Hunt said she was allowed to "get real creative with who Lynne was... [I] went out and bought all these European magazines—then I did everything that wasn't in them.... I felt a responsibility to bring a sense of fun into the picture. And I knew that to do that, I had to have it for myself and then spread it around. So I brought Tofuti (the healthy ice cream) to the set and got a lot of tapes from Tower Records. It helped. When you're making a comedy and it's 2 in the morning and you're tired and nothing's going right, there's no way you can cut ahead and think, 'Boy, this is going to be exciting when it comes out'."

==Reception==
===Critical===
The film received generally poor to mixed reviews. While certain critics considered the "cheesiness" factor a reason to watch the film, others said it was not a successful addition to the "80s teen movie" genre.

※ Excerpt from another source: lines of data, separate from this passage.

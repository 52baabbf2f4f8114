//! Axum routes for the element registry service.

use axum::{
    extract::{Json, Path, Query, State},
    http::StatusCode,
    routing::{get, post},
    Router,
};
use serde::{Deserialize, Serialize};
use std::sync::Arc;

use crate::policy::RegistryConfig;
use crate::predicate::HashPredicate;
use crate::registry::RegistryError;
use crate::snapshot::RegistrySnapshot;
use crate::types::{Element, ElementId, MaintenanceReport, Page, UpkeepCheck};
use crate::REGISTRY_SCHEMA_VERSION;

use super::state::ServiceState;

/// Type alias for the service state with the hash oracle.
pub type AppState = ServiceState<HashPredicate>;

/// `count` used when a paginated request omits it.
pub const DEFAULT_PAGE_COUNT: usize = 50;

// ============================================================================
// Request/Response Types
// ============================================================================

/// Cursor query parameters.
#[derive(Debug, Clone, Default, Serialize, Deserialize)]
pub struct CursorQuery {
    /// Slot offset to start from (default 0).
    pub cursor: Option<usize>,
    /// Number of elements requested.
    pub count: Option<usize>,
}

/// Request to perform maintenance.
#[derive(Debug, Clone, Serialize, Deserialize)]
pub struct PerformRequest {
    /// Candidate ids, usually from a prior check.
    pub ids: Vec<ElementId>,
}

/// All elements.
#[derive(Debug, Clone, Serialize, Deserialize)]
pub struct ElementsResponse {
    /// Number of elements.
    pub length: usize,
    /// Elements in order.
    pub elements: Vec<Element>,
}

/// Element count.
#[derive(Debug, Clone, Serialize, Deserialize)]
pub struct LengthResponse {
    /// Number of elements.
    pub length: usize,
}

/// Service health response.
#[derive(Debug, Clone, Serialize, Deserialize)]
pub struct HealthResponse {
    pub status: String,
    pub version: String,
    pub schema_version: String,
    pub length: usize,
    pub target_size: usize,
    pub within_tolerance: bool,
    pub snapshot_id: String,
}

/// Simple liveness response.
#[derive(Debug, Clone, Serialize, Deserialize)]
pub struct LivenessResponse {
    pub status: String,
}

/// Structured error response.
#[derive(Debug, Clone, Serialize, Deserialize)]
pub struct ErrorResponse {
    /// Human-readable error message.
    pub error: String,
    /// Machine-readable error code.
    pub code: String,
    /// Additional error details (optional).
    #[serde(skip_serializing_if = "Option::is_none")]
    pub details: Option<String>,
}

impl ErrorResponse {
    /// Create a new error response with code and message.
    pub fn new(code: impl Into<String>, error: impl Into<String>) -> Self {
        Self {
            error: error.into(),
            code: code.into(),
            details: None,
        }
    }

    /// Add details to the error.
    pub fn with_details(mut self, details: impl Into<String>) -> Self {
        self.details = Some(details.into());
        self
    }
}

type ApiError = (StatusCode, Json<ErrorResponse>);

fn api_error(status: StatusCode, error: ErrorResponse) -> ApiError {
    tracing::warn!(
        status = status.as_u16(),
        code = %error.code,
        error = %error.error,
        "Request error"
    );
    (status, Json(error))
}

// ============================================================================
// Route Handlers
// ============================================================================

/// Every element, unpaginated.
async fn all_elements_handler(State(state): State<Arc<AppState>>) -> Json<ElementsResponse> {
    let elements = state.registry.get_all_elements();
    Json(ElementsResponse {
        length: elements.len(),
        elements,
    })
}

/// Number of elements.
async fn length_handler(State(state): State<Arc<AppState>>) -> Json<LengthResponse> {
    Json(LengthResponse {
        length: state.registry.get_all_elements_length(),
    })
}

/// One page of elements.
async fn page_handler(
    State(state): State<Arc<AppState>>,
    Query(query): Query<CursorQuery>,
) -> Json<Page> {
    let cursor = query.cursor.unwrap_or(0);
    let count = query.count.unwrap_or(DEFAULT_PAGE_COUNT);
    Json(state.registry.get_elements_page(cursor, count))
}

/// One element by id.
async fn element_handler(
    State(state): State<Arc<AppState>>,
    Path(id): Path<ElementId>,
) -> Result<Json<Element>, ApiError> {
    state.registry.get_element(id).map(Json).map_err(|e| match e {
        RegistryError::NotFound(id) => api_error(
            StatusCode::NOT_FOUND,
            ErrorResponse::new("ELEMENT_NOT_FOUND", format!("Element not found: {}", id)),
        ),
    })
}

/// Scan one window for closable elements.
async fn check_handler(
    State(state): State<Arc<AppState>>,
    Query(query): Query<CursorQuery>,
) -> Json<UpkeepCheck> {
    let cursor = query.cursor.unwrap_or(0);
    let count = query.count.unwrap_or_else(|| state.registry.config().batch_limit);
    Json(state.registry.check_maintenance(cursor, count))
}

/// Close and replenish.
async fn perform_handler(
    State(state): State<Arc<AppState>>,
    Json(request): Json<PerformRequest>,
) -> Result<Json<MaintenanceReport>, ApiError> {
    if request.ids.len() > state.max_perform_ids() {
        return Err(api_error(
            StatusCode::PAYLOAD_TOO_LARGE,
            ErrorResponse::new(
                "BATCH_TOO_LARGE",
                format!(
                    "Request carries {} ids, limit is {}",
                    request.ids.len(),
                    state.max_perform_ids()
                ),
            )
            .with_details("Submit the candidate_ids of a single check"),
        ));
    }

    Ok(Json(state.registry.perform_maintenance(&request.ids)))
}

/// Registry configuration.
async fn config_handler(State(state): State<Arc<AppState>>) -> Json<RegistryConfig> {
    Json(state.registry.config())
}

/// Registry snapshot.
async fn snapshot_handler(State(state): State<Arc<AppState>>) -> Json<RegistrySnapshot> {
    Json(state.registry.snapshot())
}

/// Health check endpoint (detailed).
async fn health_handler(State(state): State<Arc<AppState>>) -> Json<HealthResponse> {
    let config = state.registry.config();
    let snapshot = state.registry.snapshot();
    let within_tolerance = config.within_tolerance(snapshot.length);

    Json(HealthResponse {
        status: if within_tolerance { "healthy" } else { "degraded" }.to_string(),
        version: env!("CARGO_PKG_VERSION").to_string(),
        schema_version: REGISTRY_SCHEMA_VERSION.to_string(),
        length: snapshot.length,
        target_size: config.target_size,
        within_tolerance,
        snapshot_id: snapshot.snapshot_id,
    })
}

/// Liveness probe endpoint.
async fn liveness_handler() -> Json<LivenessResponse> {
    Json(LivenessResponse {
        status: "alive".to_string(),
    })
}

// ============================================================================
// Router Construction
// ============================================================================

/// Create the Axum router for the element registry service.
pub fn create_router(state: AppState) -> Router {
    let state = Arc::new(state);

    Router::new()
        // Reads
        .route("/api/elements", get(all_elements_handler))
        .route("/api/elements/length", get(length_handler))
        .route("/api/elements/page", get(page_handler))
        .route("/api/elements/:id", get(element_handler))
        // Maintenance
        .route("/api/maintenance/check", get(check_handler))
        .route("/api/maintenance/perform", post(perform_handler))
        // Introspection
        .route("/api/config", get(config_handler))
        .route("/api/snapshot", get(snapshot_handler))
        // Health checks
        .route("/health", get(health_handler))
        .route("/health/live", get(liveness_handler))
        .route("/health/ready", get(health_handler))
        .with_state(state)
}

#[cfg(test)]
mod tests {
    use super::*;
    use crate::registry::{ElementRegistry, SharedRegistry};
    use axum::body::Body;
    use axum::http::Request;
    use serde::de::DeserializeOwned;
    use tower::ServiceExt;

    fn app(probability: f64, max_perform_ids: usize) -> Router {
        let predicate = HashPredicate::new(7, probability).unwrap();
        let registry = ElementRegistry::new(RegistryConfig::default(), predicate).unwrap();
        create_router(ServiceState::with_max_perform_ids(
            SharedRegistry::new(registry),
            max_perform_ids,
        ))
    }

    async fn send(app: Router, request: Request<Body>) -> (StatusCode, Vec<u8>) {
        let response = app.oneshot(request).await.unwrap();
        let status = response.status();
        let body = axum::body::to_bytes(response.into_body(), usize::MAX).await.unwrap();
        (status, body.to_vec())
    }

    async fn get_json<T: DeserializeOwned>(app: Router, uri: &str) -> (StatusCode, T) {
        let request = Request::get(uri).body(Body::empty()).unwrap();
        let (status, body) = send(app, request).await;
        (status, serde_json::from_slice(&body).unwrap())
    }

    #[tokio::test]
    async fn test_length_and_page() {
        let (status, length): (_, LengthResponse) = get_json(app(0.5, 100), "/api/elements/length").await;
        assert_eq!(status, StatusCode::OK);
        assert_eq!(length.length, 100);

        let (_, page): (_, Page) = get_json(app(0.5, 100), "/api/elements/page?cursor=98&count=5").await;
        assert_eq!(page.elements.len(), 2);
        assert_eq!(page.next_cursor, 0);
    }

    #[tokio::test]
    async fn test_element_not_found() {
        let (status, error): (_, ErrorResponse) = get_json(app(0.5, 100), "/api/elements/1000").await;
        assert_eq!(status, StatusCode::NOT_FOUND);
        assert_eq!(error.code, "ELEMENT_NOT_FOUND");

        let (status, element): (_, Element) = get_json(app(0.5, 100), "/api/elements/3").await;
        assert_eq!(status, StatusCode::OK);
        assert_eq!(element.id, ElementId::new(3));
    }

    #[tokio::test]
    async fn test_check_then_perform() {
        let app = app(1.0, 100);

        let (_, check): (_, UpkeepCheck) = get_json(app.clone(), "/api/maintenance/check?cursor=0&count=100").await;
        assert_eq!(check.candidate_ids.len(), 10);
        assert_eq!(check.next_cursor, 10);

        let body = serde_json::to_vec(&PerformRequest { ids: check.candidate_ids.clone() }).unwrap();
        let request = Request::post("/api/maintenance/perform")
            .header("content-type", "application/json")
            .body(Body::from(body))
            .unwrap();
        let (status, body) = send(app.clone(), request).await;
        assert_eq!(status, StatusCode::OK);
        let report: MaintenanceReport = serde_json::from_slice(&body).unwrap();
        assert_eq!(report.closed, check.candidate_ids);
        assert_eq!(report.length_after, 100);

        let (status, _): (_, ErrorResponse) = get_json(app, "/api/elements/0").await;
        assert_eq!(status, StatusCode::NOT_FOUND);
    }

    #[tokio::test]
    async fn test_perform_rejects_oversized_request() {
        let ids: Vec<ElementId> = (0..5).map(ElementId::new).collect();
        let body = serde_json::to_vec(&PerformRequest { ids }).unwrap();
        let request = Request::post("/api/maintenance/perform")
            .header("content-type", "application/json")
            .body(Body::from(body))
            .unwrap();

        let (status, body) = send(app(1.0, 4), request).await;
        assert_eq!(status, StatusCode::PAYLOAD_TOO_LARGE);
        let error: ErrorResponse = serde_json::from_slice(&body).unwrap();
        assert_eq!(error.code, "BATCH_TOO_LARGE");
    }

    #[tokio::test]
    async fn test_health() {
        let (status, health): (_, HealthResponse) = get_json(app(0.0, 100), "/health").await;
        assert_eq!(status, StatusCode::OK);
        assert_eq!(health.status, "healthy");
        assert!(health.within_tolerance);
        assert_eq!(health.length, 100);
    }
}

The New York Times called it "standard high school antics" where Metter "has a lighthearted if unremarkable style. The best thing he does here is to assemble a cute cast and simply let the kids bubble along. Helen Hunt is a real scene-stealer."

The Philadelphia Inquirer said "Its main characters are appealing and well-acted" and has "a very clever parody of rock TV shows" but "degenerates into a mirthless comedy about young love and the generation gap, with a few feeble dance sequences thrown in to give viewers a chance to ogle young girls in leotards."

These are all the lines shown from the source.